Changement radical de registre pour les frères Ludivic et Zoran Boukherma après « Teddy », rare essai de film de monstres à la française ambitieux mais pas toujours abouti qui mêlait une histoire de loup-garou en milieu rural et une pointe de comédie sociale, et la comédie loufoque (et complètement ratée) « L’année du requin » qui avait fait un sacré bide en salles et qui, peut-être, les a décidés à tenter autre chose. Il faut avouer que grand bien leur en a pris puisque l’adaptation du roman éponyme de Nicolas Mathieu, récipiendaire du prix Goncourt en 2018 et gros succès en librairie, qu’il nous propose est de loin leur meilleur film. Mais aussi et plus largement un beau et grand film. « Leurs enfants après », titre ô combien biblique, grandiloquent et imposant, narre donc une histoire d’amour et de haine en quatre étés. Quatre moments clés dans la vie d’un adolescent qui vont être divisés entre sa dualité trempée de haine envers un autre adolescent issu de l’immigration, son attirance pour une jeune bourgeoise de la petite ville où il vit et ses rapports contrariés avec sa mère empathique et son père alcoolique.
Le film prend place dans un contexte peu vu au cinéma : les petites villes des anciens bassins industriels du Grand Est. Et au sein d’une époque très à la mode en ce moment au cinéma comme dans la vie de tous les jours : les années 90. À ce titre, la bande originale de cette époque choisie par les deux frères est un condensé de ce qui se faisait de mieux durant cette décennie pour les afficionados du top 100 de cette époque, entre gros tubes estivaux et dansants comme Modern Talking et chansons plus pointues et inoubliables allant de Texas à Aerosmith. Ajoutez-y une trame sonore profonde, belle et immersive, et on peut avancer que « Leurs enfants après eux » dispose d’un accompagnement musical qui frôle la perfection et de très bon goût. Et qui participe à une certaine nostalgie que l’on peut retrouver en visionnant le film quand on a connu cette période avant le passage au nouveau millénaire.
Ce long-métrage peut se voir comme une fresque intimiste et une chronique adolescente embrassant les thèmes de la vengeance, de la ruralité désertée et des premiers émois amoureux. Le casting des adolescents et des parents est génial hormis peut-être Paul Kircher dont on a du mal à dire si ça composition est géniale ou bizarre.
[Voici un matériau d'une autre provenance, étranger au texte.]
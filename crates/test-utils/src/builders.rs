#![allow(dead_code)]

use std::path::Path;

use sumwatch::config::{ConfigFile, RawConfigFile};
use sumwatch::types::StoreBackend;

/// Builder for `ConfigFile` to simplify test setup.
///
/// Starts from the built-in defaults with the memory backend selected, so a
/// test only has to point it at a directory.
pub struct ConfigFileBuilder {
    config: RawConfigFile,
}

impl ConfigFileBuilder {
    pub fn new() -> Self {
        let mut config = RawConfigFile::default();
        config.store.backend = StoreBackend::Memory;
        Self { config }
    }

    pub fn watch_dir(mut self, dir: impl AsRef<Path>) -> Self {
        self.config.watch.dir = dir.as_ref().to_path_buf();
        self
    }

    /// Select the SQLite backend at `path`.
    pub fn sqlite_store(mut self, path: impl AsRef<Path>) -> Self {
        self.config.store.backend = StoreBackend::Sqlite;
        self.config.store.path = path.as_ref().to_path_buf();
        self
    }

    pub fn sidecar_extension(mut self, ext: &str) -> Self {
        self.config.sidecar.extension = ext.to_string();
        self
    }

    pub fn ignore_prefix(mut self, prefix: &str) -> Self {
        self.config.filter.ignore_prefixes.push(prefix.to_string());
        self
    }

    pub fn ignore_name(mut self, name: &str) -> Self {
        self.config.filter.ignore_names.push(name.to_string());
        self
    }

    pub fn ignore_glob(mut self, pattern: &str) -> Self {
        self.config.filter.ignore_globs.push(pattern.to_string());
        self
    }

    pub fn verbose(mut self, val: bool) -> Self {
        self.config.report.verbose = val;
        self
    }

    /// The raw config, for tests that exercise validation failures.
    pub fn raw(self) -> RawConfigFile {
        self.config
    }

    pub fn build(self) -> ConfigFile {
        ConfigFile::try_from(self.config).expect("Failed to build valid config from builder")
    }
}

impl Default for ConfigFileBuilder {
    fn default() -> Self {
        Self::new()
    }
}
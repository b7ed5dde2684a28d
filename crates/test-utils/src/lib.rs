//! Shared helpers for the sumwatch integration tests.

pub mod builders;
pub mod scripted_source;

use std::future::Future;
use std::sync::Once;
use std::time::Duration;

use tracing_subscriber::{fmt, EnvFilter};

/// Upper bound for any single awaited step in a test.
pub const TEST_TIMEOUT: Duration = Duration::from_secs(5);

static TRACING: Once = Once::new();

/// Route `tracing` output through the test harness.
///
/// Captured output only shows for failing tests (or with `--nocapture`).
/// `RUST_LOG` picks the level; sumwatch's own records default to `debug`.
pub fn init_tracing() {
    TRACING.call_once(|| {
        let filter = EnvFilter::try_from_default_env()
            .unwrap_or_else(|_| EnvFilter::new("warn,sumwatch=debug"));

        fmt()
            .with_env_filter(filter)
            .with_test_writer()
            .with_target(true)
            .init();
    });
}

/// Await `f`, failing the test if it takes longer than [`TEST_TIMEOUT`].
pub async fn with_timeout<F, T>(f: F) -> T
where
    F: Future<Output = T>,
{
    tokio::time::timeout(TEST_TIMEOUT, f)
        .await
        .unwrap_or_else(|_| panic!("test step timed out after {TEST_TIMEOUT:?}"))
}
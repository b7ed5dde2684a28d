use std::fmt;
use std::str::FromStr;

use serde::Deserialize;

/// Kind of filesystem notification that produced a [`FileEvent`].
#[derive(Debug, Clone, Copy, PartialEq, Eq)]
pub enum EventKind {
    /// A file opened for writing was closed.
    WriteComplete,
    /// A file was renamed (or moved) into the watched directory.
    Rename,
}

impl fmt::Display for EventKind {
    fn fmt(&self, f: &mut fmt::Formatter<'_>) -> fmt::Result {
        match self {
            EventKind::WriteComplete => f.write_str("write-complete"),
            EventKind::Rename => f.write_str("rename"),
        }
    }
}

/// A single notification about a file in the watched directory.
///
/// `name` is always a basename; the pipeline joins it onto the watch
/// directory itself.
#[derive(Debug, Clone, PartialEq, Eq)]
pub struct FileEvent {
    pub name: String,
    pub kind: EventKind,
}

impl FileEvent {
    pub fn new(name: impl Into<String>, kind: EventKind) -> Self {
        Self {
            name: name.into(),
            kind,
        }
    }

    pub fn write_complete(name: impl Into<String>) -> Self {
        Self::new(name, EventKind::WriteComplete)
    }

    pub fn rename(name: impl Into<String>) -> Self {
        Self::new(name, EventKind::Rename)
    }
}

/// Backing medium for the record store.
#[derive(Debug, Clone, Copy, Default, PartialEq, Eq, Deserialize)]
#[serde(rename_all = "lowercase")]
pub enum StoreBackend {
    /// SQLite database file (durable across restarts).
    #[default]
    Sqlite,
    /// Records kept in memory only (lost on restart).
    Memory,
}

impl FromStr for StoreBackend {
    type Err = String;

    fn from_str(s: &str) -> Result<Self, Self::Err> {
        match s.trim().to_lowercase().as_str() {
            "sqlite" => Ok(StoreBackend::Sqlite),
            "memory" => Ok(StoreBackend::Memory),
            other => Err(format!(
                "invalid store backend: {other} (expected \"sqlite\" or \"memory\")"
            )),
        }
    }
}
// src/cli.rs

//! CLI argument parsing using `clap`.

use std::path::PathBuf;

use clap::{Parser, ValueEnum};

use crate::types::StoreBackend;

/// Command-line arguments for `sumwatch`.
#[derive(Debug, Clone, Parser)]
#[command(
    name = "sumwatch",
    version,
    about = "Watch a drop folder, record a SHA-256 for every new file and write a .sha256 sidecar.",
    long_about = None
)]
pub struct CliArgs {
    /// Path to the config file (TOML).
    ///
    /// Default: `Sumwatch.toml` in the current working directory if it
    /// exists, built-in defaults otherwise.
    #[arg(long, value_name = "PATH")]
    pub config: Option<PathBuf>,

    /// Directory to watch; overrides `[watch].dir`.
    #[arg(long, value_name = "DIR")]
    pub watch_dir: Option<PathBuf>,

    /// Record store database file; overrides `[store].path`.
    #[arg(long, value_name = "PATH")]
    pub db: Option<PathBuf>,

    /// Record store backend (sqlite, memory); overrides `[store].backend`.
    #[arg(long, value_name = "BACKEND")]
    pub store_backend: Option<StoreBackend>,

    /// Also print a line for skipped and already-processed files.
    #[arg(long)]
    pub verbose: bool,

    /// Process the files already in the directory, then exit. No watching.
    #[arg(long)]
    pub once: bool,

    /// Logging level (error, warn, info, debug, trace).
    ///
    /// If omitted, `SUMWATCH_LOG` or a default level will be used.
    #[arg(long, value_enum, value_name = "LEVEL")]
    pub log_level: Option<LogLevel>,

    /// Load + validate the config, print the effective settings, and exit.
    #[arg(long)]
    pub dry_run: bool,
}

/// Log level as exposed on the CLI.
#[derive(Debug, Copy, Clone, ValueEnum)]
pub enum LogLevel {
    Error,
    Warn,
    Info,
    Debug,
    Trace,
}

/// Convenience wrapper around `CliArgs::parse()`.
pub fn parse() -> CliArgs {
    CliArgs::parse()
}
mod common;
use crate::common::{default_pipeline, init_tracing, EMPTY_SHA256, HELLO_SHA256};

use std::fs;
use std::path::Path;
use std::sync::Arc;

use tempfile::tempdir;

use sumwatch::digest::digest_file;
use sumwatch::engine::report::{console_line, log_level};
use sumwatch::engine::{DedupReason, FailureStage, FileOutcome};
use sumwatch::fs::mock::MockFileSystem;
use sumwatch::fs::RealFileSystem;
use sumwatch::sidecar::SidecarEntry;
use sumwatch::store::{MemoryRecordStore, RecordStore, SqliteRecordStore};
use sumwatch::types::FileEvent;
use sumwatch::watch::filter::SkipReason;

type TestResult = Result<(), Box<dyn std::error::Error>>;

fn mock_drop() -> (Arc<MockFileSystem>, Arc<MemoryRecordStore>) {
    let fs = Arc::new(MockFileSystem::new());
    fs.add_dir("/drop");
    (fs, Arc::new(MemoryRecordStore::new()))
}

#[test]
fn report_txt_end_to_end_on_disk() -> TestResult {
    init_tracing();

    let drop_dir = tempdir()?;
    let state_dir = tempdir()?;
    fs::write(drop_dir.path().join("report.txt"), b"hello")?;

    let store = Arc::new(SqliteRecordStore::open(state_dir.path().join("filewatch.db"))?);
    let pipeline = default_pipeline(drop_dir.path(), store.clone(), Arc::new(RealFileSystem));

    let outcome = pipeline.process(&FileEvent::write_complete("report.txt"));

    let sidecar = drop_dir.path().join("report.txt.sha256");
    assert_eq!(
        outcome,
        FileOutcome::Recorded {
            name: "report.txt".to_string(),
            digest: HELLO_SHA256.to_string(),
            sidecar: sidecar.clone(),
        }
    );

    let record = store.get("report.txt")?.expect("record stored");
    assert_eq!(record.digest, HELLO_SHA256);
    assert_eq!(
        Path::new(&record.full_path),
        drop_dir.path().join("report.txt")
    );

    assert_eq!(
        fs::read_to_string(&sidecar)?,
        format!("{HELLO_SHA256}  report.txt\n")
    );

    let line = console_line(&outcome, false).expect("success is always reported");
    assert!(line.contains("report.txt"), "{line}");
    assert!(line.contains(HELLO_SHA256), "{line}");
    Ok(())
}

#[test]
fn sidecar_digest_matches_an_independent_recompute() -> TestResult {
    let drop_dir = tempdir()?;
    let state_dir = tempdir()?;
    let payload: Vec<u8> = (0..50_000u32).map(|i| (i * 7 % 256) as u8).collect();
    fs::write(drop_dir.path().join("big.bin"), &payload)?;

    let store = Arc::new(SqliteRecordStore::open(state_dir.path().join("db.sqlite"))?);
    let pipeline = default_pipeline(drop_dir.path(), store, Arc::new(RealFileSystem));
    assert!(pipeline.process(&FileEvent::rename("big.bin")).is_recorded());

    let entry = SidecarEntry::parse(&fs::read_to_string(
        drop_dir.path().join("big.bin.sha256"),
    )?)
    .expect("well-formed sidecar");
    assert_eq!(entry.filename, "big.bin");
    assert_eq!(
        entry.digest,
        digest_file(&RealFileSystem, &drop_dir.path().join("big.bin"))?
    );
    Ok(())
}

#[test]
fn same_name_twice_yields_one_record_and_one_sidecar_write() -> TestResult {
    let (fs, store) = mock_drop();
    fs.add_file("/drop/report.txt", b"hello".to_vec());
    let pipeline = default_pipeline(Path::new("/drop"), store.clone(), fs.clone());

    let first = pipeline.process(&FileEvent::write_complete("report.txt"));
    let second = pipeline.process(&FileEvent::rename("report.txt"));

    assert!(first.is_recorded());
    assert_eq!(
        second,
        FileOutcome::Deduped {
            name: "report.txt".to_string(),
            reason: DedupReason::InStore,
        }
    );
    assert_eq!(store.len(), 1);
    assert_eq!(fs.write_attempts("/drop/report.txt.sha256"), 1);
    Ok(())
}

#[test]
fn ignorable_names_cause_no_io() {
    let (fs, store) = mock_drop();
    store.set_fail_inserts(true);
    let pipeline = default_pipeline(Path::new("/drop"), store.clone(), fs.clone());

    for name in [".davfs.lock", "._resource", "report.sha256", "Thumbs.db", ".DS_Store"] {
        fs.add_file(format!("/drop/{name}"), b"x".to_vec());
        let outcome = pipeline.process(&FileEvent::write_complete(name));
        assert!(
            matches!(outcome, FileOutcome::FilteredOut { .. }),
            "{name}: {outcome:?}"
        );
        assert_eq!(fs.write_attempts(format!("/drop/{name}.sha256")), 0);
    }
    assert!(store.is_empty());
}

#[test]
fn existing_sidecar_dedups_even_without_a_record() {
    let (fs, store) = mock_drop();
    fs.add_file("/drop/old.txt", b"hello".to_vec());
    fs.add_file("/drop/old.txt.sha256", format!("{HELLO_SHA256}  old.txt\n"));
    let pipeline = default_pipeline(Path::new("/drop"), store.clone(), fs.clone());

    let outcome = pipeline.process(&FileEvent::write_complete("old.txt"));

    assert_eq!(
        outcome,
        FileOutcome::Deduped {
            name: "old.txt".to_string(),
            reason: DedupReason::SidecarPresent,
        }
    );
    assert!(store.is_empty());
    assert_eq!(fs.write_attempts("/drop/old.txt.sha256"), 0);
}

#[test]
fn directories_and_vanished_files_are_filtered_out() {
    let (fs, store) = mock_drop();
    fs.add_dir("/drop/subdir");
    let pipeline = default_pipeline(Path::new("/drop"), store.clone(), fs.clone());

    for name in ["subdir", "gone.txt"] {
        assert_eq!(
            pipeline.process(&FileEvent::rename(name)),
            FileOutcome::FilteredOut {
                name: name.to_string(),
                reason: SkipReason::NotARegularFile,
            }
        );
    }
    assert!(store.is_empty());
}

#[test]
fn read_failure_in_the_middle_does_not_affect_neighbours() -> TestResult {
    let (fs, store) = mock_drop();
    fs.add_file("/drop/first.txt", b"hello".to_vec());
    fs.add_file("/drop/second.txt", b"removed before read".to_vec());
    fs.add_file("/drop/third.txt", b"".to_vec());
    fs.fail_open("/drop/second.txt");
    let pipeline = default_pipeline(Path::new("/drop"), store.clone(), fs.clone());

    let outcomes: Vec<FileOutcome> = ["first.txt", "second.txt", "third.txt"]
        .into_iter()
        .map(|name| pipeline.process(&FileEvent::write_complete(name)))
        .collect();

    assert!(outcomes[0].is_recorded());
    match &outcomes[1] {
        FileOutcome::Failed { name, stage, error } => {
            assert_eq!(name, "second.txt");
            assert_eq!(*stage, FailureStage::Read);
            assert!(error.contains("second.txt"), "{error}");
        }
        other => panic!("expected read failure, got {other:?}"),
    }
    assert!(outcomes[2].is_recorded());

    assert_eq!(store.get("first.txt")?.unwrap().digest, HELLO_SHA256);
    assert_eq!(store.get("third.txt")?.unwrap().digest, EMPTY_SHA256);
    assert!(!store.exists("second.txt")?);
    assert_eq!(fs.write_attempts("/drop/second.txt.sha256"), 0);

    let line = console_line(&outcomes[1], false).unwrap();
    assert!(line.starts_with("[!] Error processing second.txt:"), "{line}");
    Ok(())
}

#[test]
fn store_failure_leaves_the_file_unrecorded_and_retryable() -> TestResult {
    let (fs, store) = mock_drop();
    fs.add_file("/drop/report.txt", b"hello".to_vec());
    let pipeline = default_pipeline(Path::new("/drop"), store.clone(), fs.clone());

    store.set_fail_inserts(true);
    let outcome = pipeline.process(&FileEvent::write_complete("report.txt"));
    assert!(
        matches!(
            outcome,
            FileOutcome::Failed {
                stage: FailureStage::Store,
                ..
            }
        ),
        "{outcome:?}"
    );
    assert!(!store.exists("report.txt")?);
    assert_eq!(fs.write_attempts("/drop/report.txt.sha256"), 0);

    // A re-delivered event for the same file goes through once the store recovers.
    store.set_fail_inserts(false);
    assert!(pipeline
        .process(&FileEvent::write_complete("report.txt"))
        .is_recorded());
    assert!(store.exists("report.txt")?);
    Ok(())
}

#[test]
fn sidecar_failure_after_insert_is_reported_as_divergence() -> TestResult {
    let (fs, store) = mock_drop();
    fs.add_file("/drop/report.txt", b"hello".to_vec());
    fs.fail_writes_to("/drop/report.txt.sha256");
    let pipeline = default_pipeline(Path::new("/drop"), store.clone(), fs.clone());

    let outcome = pipeline.process(&FileEvent::write_complete("report.txt"));

    match &outcome {
        FileOutcome::Diverged {
            name,
            digest,
            error,
        } => {
            assert_eq!(name, "report.txt");
            assert_eq!(digest, HELLO_SHA256);
            assert!(error.contains("report.txt.sha256"), "{error}");
        }
        other => panic!("expected divergence, got {other:?}"),
    }

    assert!(store.exists("report.txt")?);
    assert!(fs.contents("/drop/report.txt.sha256").is_none());

    let line = console_line(&outcome, false).unwrap();
    assert!(line.starts_with("[!!] report.txt"), "{line}");
    assert!(line.contains("sidecar write failed"), "{line}");

    // The store now marks the file processed: later events are deduped and
    // the sidecar is never attempted again.
    assert_eq!(
        pipeline.process(&FileEvent::write_complete("report.txt")),
        FileOutcome::Deduped {
            name: "report.txt".to_string(),
            reason: DedupReason::InStore,
        }
    );
    assert_eq!(fs.write_attempts("/drop/report.txt.sha256"), 1);
    Ok(())
}

#[test]
fn quiet_outcomes_only_print_in_verbose_mode() {
    let skipped = FileOutcome::FilteredOut {
        name: "Thumbs.db".to_string(),
        reason: SkipReason::SystemArtifact,
    };
    let deduped = FileOutcome::Deduped {
        name: "a.txt".to_string(),
        reason: DedupReason::InStore,
    };

    assert!(console_line(&skipped, false).is_none());
    assert!(console_line(&deduped, false).is_none());
    assert_eq!(
        console_line(&skipped, true).as_deref(),
        Some("[-] Thumbs.db skipped: system artifact")
    );
    assert_eq!(
        console_line(&deduped, true).as_deref(),
        Some("[-] a.txt skipped: already recorded")
    );
}

#[cfg(unix)]
#[test]
fn dangling_sidecar_symlink_does_not_block_processing() -> TestResult {
    init_tracing();

    let drop_dir = tempdir()?;
    let state_dir = tempdir()?;
    fs::write(drop_dir.path().join("a.txt"), b"hello")?;
    std::os::unix::fs::symlink(
        state_dir.path().join("missing-target"),
        drop_dir.path().join("a.txt.sha256"),
    )?;

    let store = Arc::new(SqliteRecordStore::open(state_dir.path().join("db.sqlite"))?);
    let pipeline = default_pipeline(drop_dir.path(), store.clone(), Arc::new(RealFileSystem));

    let outcome = pipeline.process(&FileEvent::write_complete("a.txt"));

    assert!(outcome.is_recorded(), "{outcome:?}");
    assert_eq!(store.get("a.txt")?.unwrap().digest, HELLO_SHA256);
    Ok(())
}

#[test]
fn store_failures_are_logged_above_read_failures() {
    let failed = |stage| FileOutcome::Failed {
        name: "a.txt".to_string(),
        stage,
        error: "boom".to_string(),
    };

    assert_eq!(log_level(&failed(FailureStage::Store)), tracing::Level::ERROR);
    assert_eq!(log_level(&failed(FailureStage::Lookup)), tracing::Level::ERROR);
    assert_eq!(log_level(&failed(FailureStage::Read)), tracing::Level::WARN);
    assert_eq!(
        log_level(&FileOutcome::Diverged {
            name: "a.txt".to_string(),
            digest: HELLO_SHA256.to_string(),
            error: "disk full".to_string(),
        }),
        tracing::Level::ERROR
    );
}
Dans le rôle principal, il se donne à fond comme dans « Le Règne animal » et surtout « Le Lycéen » mais sa dégaine et la manière dont il incarne les réactions de son personnage sont parfois étranges. Pour le reste, après son rôle principal dans le très beau « La Pampa » qui sortira en février, le jeune Sayyid El Alami nous offre une nouvelle composition impressionnante dans un rôle totalement aux antipodes. Celui d’un jeune immigré revanchard et effrayant qui fera date. Cela confirme qu’un grand acteur est né. Du côté des parents, Ludivine Sagnier est de retour et parfaite dans ce rôle de jeune mère compréhensive et aimante quand Gilles Lellouche est touchant dans celui du père maladroit, colérique et alcoolique. Un beau second rôle au destin terrible.
On pourra reprocher à « Leurs enfants après eux » un montage qui manque d’avoir été un peu resserré ou des scènes qui s’étirent un peu trop malgré leur beauté On pense à la scène du bal du 14 juillet ou à celle avec Raphael Quennard un peu trop en roue libre sur ce coup-là. Cela empêche le film d’atteindre le firmament qu’on aurait pourtant bien voulu qu’il prétende. Mais il reste que cette œuvre est souvent traversée par la grâce, par des instants incandescents et beaux entre douceur et fureur. Une mort par noyade au clair de lune d’une beauté tragique, un duel entre gamins d’une intensité tétanisante ou encore une scène de poursuite régie par la colère d’un père qui fait froid dans le dos. Cette tranche de vie adolescente en quatre temps, aux dynamiques évolutives et passionnantes, est une belle réussite. On ne sait jamais comment cela va finir, on a peur et on est ému et quand le générique défile, l’apaisement s’en vient et on en ressort chamboulé.